After obtaining shareholder approval and subsequent court sanctioning, SCISYS has re-domiciled in the Republic of Ireland. The change will ensure that its German-based space business can continue to work on EU-funded space programmes, such as EGNOS, Galileo and Copernicus. SCISYS decided to finalise the move in Q4 as it is too risky to wait for the final Brexit deal. We have added the expected £0.75m re-domiciliation costs into our model as an exceptional. Hence our forecast year-end net debt rises by £0.75m to £3.7m. As management’s goal of achieving £60m in sales and double-digit margins within the next few years looks increasingly conservative, we believe the stock is attractive on c 12x our FY19e EPS.
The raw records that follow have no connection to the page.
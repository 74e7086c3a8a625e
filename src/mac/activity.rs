//! Receive/transmit activity facts.
//!
//! The frame receive and transmit state machines own these flags; the
//! backoff clock, the receiver arbitration and the radio parameter logic only
//! read them. Flags are plain `Cell`s written from interrupt context, so every
//! decision that combines more than one of them takes a critical section.

use std::cell::Cell;

/// Shared "is the radio busy" facts.
#[derive(Debug, Default)]
pub struct RadioActivity {
    rx_active: Cell<bool>,
    tx_active: Cell<bool>,
    tx_frame_dequeued: Cell<bool>,
}

impl RadioActivity {
    /// All flags clear: nothing in progress.
    pub fn new() -> Self {
        Self::default()
    }

    /// A frame is being received.
    pub fn rx_active(&self) -> bool {
        self.rx_active.get()
    }

    /// A transmit is in progress.
    pub fn tx_active(&self) -> bool {
        self.tx_active.get()
    }

    /// The active transmit's frame has already been taken off the transmit
    /// queue, so an off request may turn the receiver off underneath it.
    pub fn tx_frame_dequeued(&self) -> bool {
        self.tx_frame_dequeued.get()
    }

    pub fn set_rx_active(&self, active: bool) {
        self.rx_active.set(active);
    }

    pub fn set_tx_active(&self, active: bool) {
        self.tx_active.set(active);
    }

    pub fn set_tx_frame_dequeued(&self, dequeued: bool) {
        self.tx_frame_dequeued.set(dequeued);
    }

    /// Neither a receive nor a transmit is in progress.
    pub fn is_idle(&self) -> bool {
        !self.rx_active.get() && !self.tx_active.get()
    }
}
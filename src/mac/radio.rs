//! Radio parameter control.
//!
//! Channel and transmit power can be requested at any time but are only
//! written to the radio when it is safe: the channel never changes under an
//! active transmit, the power never changes under an active receive or
//! transmit. A request that cannot be applied yet stays pending until the
//! receive or transmit completion path calls
//! [`update_channel`](MacRadio::update_channel) /
//! [`update_tx_power`](MacRadio::update_tx_power).
//!
//! The module also owns the radio's address filtering registers, the receive
//! filter used during scans, and energy detect.
//!
//! # Example
//!
//! ```
//! use mac_low_level::mac::{MacRadio, RadioActivity, RxOnOff};
//! use mac_low_level::sim::{SimRadio, SimTimer};
//!
//! let timer = SimTimer::new();
//! let radio = SimRadio::new();
//! let activity = RadioActivity::new();
//! let rx = RxOnOff::new(&radio, &activity);
//! let mac_radio = MacRadio::new(&timer, &radio, &activity, &rx);
//! mac_radio.init();
//!
//! // Deferred while transmitting
//! activity.set_tx_active(true);
//! mac_radio.set_channel(20);
//! assert_eq!(mac_radio.channel(), 11);
//!
//! // Applied by the transmit completion path
//! activity.set_tx_active(false);
//! mac_radio.update_channel();
//! assert_eq!(mac_radio.channel(), 20);
//! assert_eq!(radio.channel(), 20);
//! ```

use super::activity::RadioActivity;
use super::energy_detect::EnergyDetect;
use super::rx_onoff::RxOnOff;
use crate::hal::critical::{self, CriticalSection};
use crate::hal::defs::{
    CHANNEL_DEFAULT, CHANNEL_MAX_ACCEPTED, CHANNEL_MIN, TX_POWER_DEFAULT, TX_POWER_MAX_MINUS_DBM,
    TX_POWER_TABLE,
};
use crate::hal::{HardwareTimer, RadioControl};
use log::debug;
use std::cell::Cell;

/// PAN ID used while scanning for networks.
pub const BROADCAST_PAN_ID: u16 = 0xFFFF;

/// Frames the receive path drops.
#[derive(Debug, Clone, Copy, PartialEq, Eq, Default)]
pub enum RxFilter {
    /// Normal operation.
    #[default]
    Off,
    /// Drop everything (energy detect scan).
    All,
    /// Drop all but beacons (active and passive scan).
    NonBeaconFrames,
    /// Drop all but MAC commands (orphan scan).
    NonCommandFrames,
}

#[derive(Debug, Clone, Copy, PartialEq, Eq)]
pub enum ScanMode {
    EnergyDetect,
    Active,
    Passive,
    Orphan,
}

impl ScanMode {
    /// Receive filter in effect while scanning in this mode.
    pub fn rx_filter(self) -> RxFilter {
        match self {
            Self::EnergyDetect => RxFilter::All,
            Self::Orphan => RxFilter::NonCommandFrames,
            Self::Active | Self::Passive => RxFilter::NonBeaconFrames,
        }
    }
}

/// Requested and applied radio parameters.
pub struct MacRadio<'a, T: HardwareTimer, R: RadioControl> {
    radio: &'a R,
    activity: &'a RadioActivity,
    rx: &'a RxOnOff<'a, R>,
    energy_detect: EnergyDetect<'a, T, R>,
    requested_channel: Cell<u8>,
    channel: Cell<u8>,
    requested_tx_power: Cell<u8>,
    tx_power: Cell<u8>,
    rx_filter: Cell<RxFilter>,
    pan_id: Cell<u16>,
}

impl<'a, T: HardwareTimer, R: RadioControl> MacRadio<'a, T, R> {
    pub fn new(
        timer: &'a T,
        radio: &'a R,
        activity: &'a RadioActivity,
        rx: &'a RxOnOff<'a, R>,
    ) -> Self {
        Self {
            radio,
            activity,
            rx,
            energy_detect: EnergyDetect::new(timer, radio),
            requested_channel: Cell::new(CHANNEL_DEFAULT),
            channel: Cell::new(CHANNEL_DEFAULT),
            requested_tx_power: Cell::new(TX_POWER_DEFAULT),
            tx_power: Cell::new(TX_POWER_DEFAULT),
            rx_filter: Cell::new(RxFilter::Off),
            pan_id: Cell::new(BROADCAST_PAN_ID),
        }
    }

    /// Reset the shadows to the radio's power-on register values.
    pub fn init(&self) {
        critical::with(|| {
            self.requested_channel.set(CHANNEL_DEFAULT);
            self.channel.set(CHANNEL_DEFAULT);
            self.requested_tx_power.set(TX_POWER_DEFAULT);
            self.tx_power.set(TX_POWER_DEFAULT);
            self.rx_filter.set(RxFilter::Off);
        });
    }

    /// Abort any scan or energy measurement.
    pub fn reset(&self) {
        self.stop_scan();
        self.energy_detect.stop();
    }

    pub fn set_pan_coordinator(&self, pan_coordinator: bool) {
        self.radio.set_pan_coordinator(pan_coordinator);
    }

    /// Set the PAN ID. The value is remembered so a scan can restore it.
    pub fn set_pan_id(&self, pan_id: u16) {
        self.pan_id.set(pan_id);
        self.radio.set_pan_id(pan_id);
    }

    pub fn set_short_addr(&self, short_addr: u16) {
        self.radio.set_short_addr(short_addr);
    }

    pub fn set_ieee_addr(&self, ieee_addr: &[u8; 8]) {
        self.radio.set_ieee_addr(ieee_addr);
    }

    /// Request a transmit power `minus_dbm` below maximum. Values beyond the
    /// radio's range are clamped to its lowest setting.
    pub fn set_tx_power(&self, minus_dbm: u8) {
        let minus_dbm = minus_dbm.min(TX_POWER_MAX_MINUS_DBM);

        let written = {
            let _cs = CriticalSection::enter();
            self.requested_tx_power.set(TX_POWER_TABLE[usize::from(minus_dbm)]);
            if self.activity.is_idle() {
                self.apply_tx_power()
            } else {
                None
            }
        };
        if let Some(register) = written {
            debug!("tx power register 0x{:02X}", register);
        }
    }

    /// Write the requested transmit power if it differs from the applied one.
    pub fn update_tx_power(&self) {
        let written = {
            let _cs = CriticalSection::enter();
            self.apply_tx_power()
        };
        if let Some(register) = written {
            debug!("tx power register 0x{:02X}", register);
        }
    }

    /// Must be called with interrupts disabled. Returns the register value
    /// written, if any.
    fn apply_tx_power(&self) -> Option<u8> {
        let requested = self.requested_tx_power.get();
        if requested == self.tx_power.get() {
            return None;
        }
        self.tx_power.set(requested);
        self.radio.set_tx_power(requested);
        Some(requested)
    }

    /// Request a channel. Applied at once unless a transmit is active.
    pub fn set_channel(&self, channel: u8) {
        // Accepts 27 and 28 although only 11..=26 are defined channels
        debug_assert!(
            (CHANNEL_MIN..=CHANNEL_MAX_ACCEPTED).contains(&channel),
            "illegal channel {}",
            channel
        );

        critical::with(|| self.requested_channel.set(channel));

        if !self.activity.tx_active() {
            self.update_channel();
        }
    }

    /// Tune to the requested channel if it differs from the applied one.
    /// Any receive in progress is abandoned.
    pub fn update_channel(&self) {
        let changed = critical::with(|| {
            let requested = self.requested_channel.get();
            if requested != self.channel.get() {
                self.channel.set(requested);
                Some(requested)
            } else {
                None
            }
        });

        if let Some(channel) = changed {
            self.rx.rx_off();
            self.radio.set_channel(channel);
            self.rx.on_request();
            debug!("channel {}", channel);
        }
    }

    /// Set up receive filtering for a scan. Filtering must be off.
    pub fn start_scan(&self, mode: ScanMode) {
        debug_assert!(
            self.rx_filter.get() == RxFilter::Off,
            "receive filter must be off to start a scan"
        );

        self.rx_filter.set(mode.rx_filter());
        if matches!(mode, ScanMode::Active | ScanMode::Passive) {
            self.radio.set_pan_id(BROADCAST_PAN_ID);
        }
        debug!("scan started: {:?}", mode);
    }

    /// Turn receive filtering off and restore the PAN ID.
    pub fn stop_scan(&self) {
        self.rx_filter.set(RxFilter::Off);
        self.radio.set_pan_id(self.pan_id.get());
    }

    pub fn energy_detect_start(&self) {
        self.energy_detect.start();
    }

    /// Stop energy detect and return the measured level.
    pub fn energy_detect_stop(&self) -> u8 {
        self.energy_detect.stop()
    }

    pub fn energy_detect(&self) -> &EnergyDetect<'a, T, R> {
        &self.energy_detect
    }

    /// Channel the radio is tuned to.
    pub fn channel(&self) -> u8 {
        critical::with(|| self.channel.get())
    }

    pub fn requested_channel(&self) -> u8 {
        critical::with(|| self.requested_channel.get())
    }

    /// Transmit power register value in effect.
    pub fn tx_power(&self) -> u8 {
        critical::with(|| self.tx_power.get())
    }

    pub fn requested_tx_power(&self) -> u8 {
        critical::with(|| self.requested_tx_power.get())
    }

    pub fn rx_filter(&self) -> RxFilter {
        self.rx_filter.get()
    }

    pub fn pan_id(&self) -> u16 {
        self.pan_id.get()
    }
}
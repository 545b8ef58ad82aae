//! pdm-trends: Predictive Maintenance Trend Analysis
//!
//! Tracks a sliding window of readings per sensor, fits a linear trend,
//! and turns it into forward-looking health verdicts for sensors and the
//! machines they belong to.
//!
//! ## Architecture
//!
//! - **Window Store**: bounded per-sensor reading history, safe for concurrent producers
//! - **Regression**: closed-form least squares with degenerate-input fallbacks
//! - **Sensor Analyzer**: direction, confidence, forecasts, health, time-to-threshold
//! - **Machine Aggregator**: qualifying-sensor roll-up into a machine verdict
//! - **Engine**: one explicit instance owning store, limits and config

pub mod analysis;
pub mod api;
pub mod config;
pub mod engine;
pub mod pipeline;
pub mod report;
pub mod types;
pub mod window;

pub use config::TrendConfig;
pub use engine::{IngestCounts, TrendEngine};

pub use types::{
    Confidence, CycleReport, LimitsRegistry, MachineDirection, MachineTrend, OperationalLimit,
    ReadingMessage, SensorReading, TrendAnalysis, TrendDirection,
};

pub use analysis::{aggregate_machine, analyze_window, linear_regression, LinearFit};
pub use window::{WindowSnapshot, WindowStore};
SCISYS has reported a strong H1 with professional fees jumping 24%. However, this was off a weak H117 and some business was brought forward from H2. Consequently, we are forecasting a more balanced H1/H2 in FY18. We have increased our FY18 revenues by £3.0m to reflect this balancing, but we have maintained our profit forecasts. All divisions posted record revenues, the order book remains robust at close to £100m and net debt continues to decline. Management’s goal of £60m in revenues and double-digit margins within the next few years looks increasingly conservative and we believe the stock is solid on c 14.6x our FY19e EPS.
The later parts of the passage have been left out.